Posted by Arakan Indobhasa Tuesday, March 18, 2014

Myanmar’s northeast: China’s version of Crimea?

YANGON—Reports are circulating that Chinese authorities proposed to the Myanmar government before the end of last year that Wa soldiers be assigned to the Kyaukphyu-Kunming oil pipeline project to take care of security.

The source was reportedly someone who monitors military affairs near the China-Myanmar border area. But the report, which has not been confirmed, also said that the Myanmar government refused the Chinese proposal.

The Kyaukphyu-Kunming gas pipeline passes through central Myanmar and is connected to Kunming in China. It is still too early to say whether the project will be a stable investment. The project was announced despite widespread public opposition. Due to a strong campaign against the project, conflicts and disagreements related to the construction of the gas pipeline are now occurring between the company and local residents.

Battles are now taking place along northern Shan State, through which the pipeline is expected to pass while extending the military’s strength.

The Chinese authorities, of course, do not want to see any more unrest about the pipeline, which will directly support Chinese interests. That is why, according to political analysts, China thought that soldiers from the Wa Solidarity Party, which is strongly influenced by the China, would be useful for maintaining pipeline security.

Based on the mutual understanding between Myanmar and China, the Chinese authorities pledged that Wa ethnic leaders would participate in talks and sign the nationwide ceasefire agreement, according to someone who monitors military affairs.

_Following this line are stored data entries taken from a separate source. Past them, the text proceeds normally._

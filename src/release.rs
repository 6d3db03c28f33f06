//! Getting a release out the door: find the project manifest, sign the
//! built artifact with one of the supplier's keys, and hand both to the
//! endpoint.
//!
//! Three package kinds share all of this logic; only their local file
//! layout and wire name differ. The publish flow is deliberately linear
//! (version check, local verification, upload) and touches nothing remote
//! until the final multipart POST, so any early failure needs no cleanup.

use crate::{
    crypto::sign::{sign_file, verify_file_any, SignKeypairSignature},
    error::{Error, Result},
    host::{confirm, select_index, ArchiveBuilder, SecretInput, Transport},
    supplier::{SigningKey, SupplierTable, TrustEndpoint},
    wire::{endpoint_url, open_response, FilePart, Request},
};
use getset::Getters;
use serde_derive::{Deserialize, Serialize};
use std::fs;
use std::path::{Path, PathBuf};
use tracing::{debug, info};

/// The kinds of package the endpoint distributes.
#[derive(Debug, Clone, Copy, PartialEq, Eq, Serialize, Deserialize)]
#[serde(rename_all = "lowercase")]
pub enum PackageKind {
    Cabin,
    Gadget,
    Motif,
}

impl PackageKind {
    pub const ALL: [PackageKind; 3] = [Self::Cabin, Self::Gadget, Self::Motif];

    pub fn as_str(&self) -> &'static str {
        match self {
            Self::Cabin => "cabin",
            Self::Gadget => "gadget",
            Self::Motif => "motif",
        }
    }

    /// Where this kind keeps its manifest, relative to the project root.
    pub fn manifest_path(&self) -> &'static str {
        match self {
            Self::Cabin => "cabin.json",
            Self::Gadget => "gadget.json",
            Self::Motif => "src/motif.json",
        }
    }

    /// The extension of the built artifact.
    pub fn artifact_extension(&self) -> &'static str {
        match self {
            Self::Cabin | Self::Gadget => "phar",
            Self::Motif => "zip",
        }
    }

    /// The multipart part name the endpoint expects the artifact under.
    pub fn part_name(&self) -> &'static str {
        match self {
            Self::Cabin | Self::Gadget => "phar",
            Self::Motif => "zip",
        }
    }
}

impl std::fmt::Display for PackageKind {
    fn fmt(&self, f: &mut std::fmt::Formatter<'_>) -> std::fmt::Result {
        write!(f, "{}", self.as_str())
    }
}

/// The slice of a project manifest the release flow cares about. Whatever
/// else the file carries is ignored.
#[derive(Debug, Clone, PartialEq, Serialize, Deserialize, Getters)]
#[getset(get = "pub")]
pub struct Manifest {
    supplier: String,
    name: String,
    #[serde(default, skip_serializing_if = "Option::is_none")]
    version: Option<String>,
}

impl Manifest {
    pub fn new<S: Into<String>, N: Into<String>>(supplier: S, name: N, version: Option<String>) -> Self {
        Self {
            supplier: supplier.into(),
            name: name.into(),
            version,
        }
    }

    /// Read a kind's manifest out of a project directory.
    pub fn load(project_dir: &Path, kind: PackageKind) -> Result<Self> {
        let path = project_dir.join(kind.manifest_path());
        let raw = fs::read(&path).map_err(|_| Error::ManifestMissing)?;
        Ok(serde_json::from_slice(&raw)?)
    }

    /// Figure out what kind of package lives in a project directory.
    pub fn discover(project_dir: &Path) -> Result<(PackageKind, Self)> {
        for kind in PackageKind::ALL {
            if project_dir.join(kind.manifest_path()).is_file() {
                return Ok((kind, Self::load(project_dir, kind)?));
            }
        }
        Err(Error::ManifestMissing)
    }

    /// `{supplier}.{name}.{ext}`, the file name the artifact is built
    /// under and uploaded as.
    pub fn artifact_name(&self, kind: PackageKind) -> String {
        format!("{}.{}.{}", self.supplier, self.name, kind.artifact_extension())
    }

    /// Built artifacts land in the project's `dist/` directory.
    pub fn artifact_path(&self, project_dir: &Path, kind: PackageKind) -> PathBuf {
        project_dir.join("dist").join(self.artifact_name(kind))
    }

    /// The version as it travels on the wire. A manifest without one
    /// uploads an empty string.
    pub fn version_str(&self) -> &str {
        self.version.as_deref().unwrap_or("")
    }
}

/// The detached signature lives right next to the artifact.
pub fn signature_path(artifact: &Path) -> PathBuf {
    let mut os = artifact.as_os_str().to_os_string();
    os.push(".ed25519.sig");
    PathBuf::from(os)
}

/// Build the artifact for a project through the injected archive packer.
/// The packer owns the file format; we only care where the file landed.
pub fn build_artifact<B: ArchiveBuilder>(builder: &mut B, project_dir: &Path, kind: PackageKind) -> Result<PathBuf> {
    let manifest = project_dir.join(kind.manifest_path());
    if !manifest.is_file() {
        Err(Error::ManifestMissing)?;
    }
    builder.build(project_dir, &manifest)
}

/// Sequences one release end to end. Holds the supplier table read-only:
/// releasing never changes what keys exist.
pub struct ReleaseCoordinator<'a, I, T> {
    table: &'a SupplierTable,
    endpoint: &'a TrustEndpoint,
    input: &'a mut I,
    transport: &'a mut T,
}
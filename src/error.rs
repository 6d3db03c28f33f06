//! The main error enum for the project lives here, and documents the various
//! conditions that can arise while interacting with the system.

use thiserror::Error;

/// This is our error enum. It contains an entry for any part of the system in
/// which an expectation is not met or a problem occurs.
#[derive(Error, Debug)]
pub enum Error {
    /// The person driving this backed out of an operation (empty selection,
    /// declined confirmation). Nothing was changed anywhere.
    #[error("operation aborted")]
    Aborted,

    /// A fixed-size binary value was built from the wrong number of bytes.
    #[error("invalid length for a fixed-size binary value")]
    BadLength,

    /// A bootstrap key was requested for a supplier that already has keys
    /// on file. The first-key path only exists for an empty record.
    #[error("the supplier already has keys on file")]
    ChainAlreadyRooted,

    /// Bad salt given to a cryptographic function.
    #[error("incorrect salt given for kdf")]
    CryptoBadSalt,

    /// Could not generate key from password
    #[error("key derivation from password failed")]
    CryptoKDFFailed,

    /// A key is missing from a crypto operation, like signing with a keypair
    /// that only has a public half.
    #[error("crypto key missing")]
    CryptoKeyMissing,

    /// An error while decoding base64.
    #[error("base64 decoding error")]
    DeserializeBase64(#[from] base64::DecodeError),

    /// An error while decoding hex.
    #[error("hex decoding error")]
    DeserializeHex,

    /// The endpoint returned a response with no body at all. Distinct from a
    /// response whose signature is bad.
    #[error("the endpoint returned an empty response")]
    EmptyResponse,

    /// A password was entered that does not re-derive the selected key.
    #[error("password does not match the selected key")]
    InvalidPassword,

    /// A response body that isn't shaped like signature-newline-payload.
    #[error("response signature framing is invalid")]
    InvalidSignatureFraming,

    /// An IO/net error
    #[error("io error {0:?}")]
    IoError(#[from] std::io::Error),

    /// An error while (de)serializing JSON.
    #[error("json serialization error")]
    Json(#[from] serde_json::Error),

    /// The named key is not on file for this supplier.
    #[error("key not found for this supplier")]
    KeyNotFound,

    /// The selected key has no salt on file, so its secret half cannot be
    /// re-derived from a password here.
    #[error("no salt on file for the selected key")]
    KeySaltMissing,

    /// The package manifest file is nowhere to be found.
    #[error("package manifest not found")]
    ManifestMissing,

    /// A master key cannot be revoked while other keys still ride on its
    /// chain of trust.
    #[error("cannot revoke a master key while other keys remain on file")]
    MasterKeyStillNeeded,

    /// A signature is absent where one is required, or fails verification.
    #[error("the given signature/public key/data combo is missing or does not verify")]
    MissingOrInvalidSignature,

    /// An operation needs a master key that can be re-derived locally (one
    /// with a salt on file) and there isn't one.
    #[error("no usable master key on file")]
    NoUsableMasterKey,

    /// An operation needs an access token for this supplier and there isn't
    /// one. Log in first.
    #[error("not authenticated for this supplier")]
    NotAuthenticated,

    /// The endpoint reported an application-level error. The message is
    /// passed through verbatim.
    #[error("the endpoint reported an error: {0}")]
    RemoteError(String),

    /// The named supplier isn't in the local table.
    #[error("supplier not found in the local table")]
    SupplierNotFound,

    /// An error while parsing or joining a url.
    #[error("url parse error")]
    UrlParse(#[from] url::ParseError),

    /// An input (so far, always a password) below the minimum we'll accept.
    #[error("input does not meet minimum strength requirements")]
    WeakInput,
}

impl PartialEq for Error {
    fn eq(&self, other: &Self) -> bool {
        // TODO: implement a real PartialEq. cannot derive because
        // std::io::Error et al are not eq-able.
        format!("{:?}", self) == format!("{:?}", other)
    }
}

/// Wraps `std::result::Result` around our `Error` enum
pub type Result<T> = std::result::Result<T, Error>;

Despite all the instability, the gas pipeline project is not the only major infrastructure project China is pushing in Myanmar. Kyaukphyu-Kunming is only one project in the Chinese development strategy. As a second phase, China is striving to build the Kyaukphyu-Kunming railroad project. That is why the two countries have signed a Memorandum of Understanding-MoU.

On the other hand, the future of the Wa nationals is worrisome because the Wa are generally understood to be under Chinese influence. The United Wa State Army (UWSA), one of the most powerful armies among the ethnic armed groups, is now receiving Chinese aid.

Although the two sides have denied any such financial support, research has confirmed that it happened.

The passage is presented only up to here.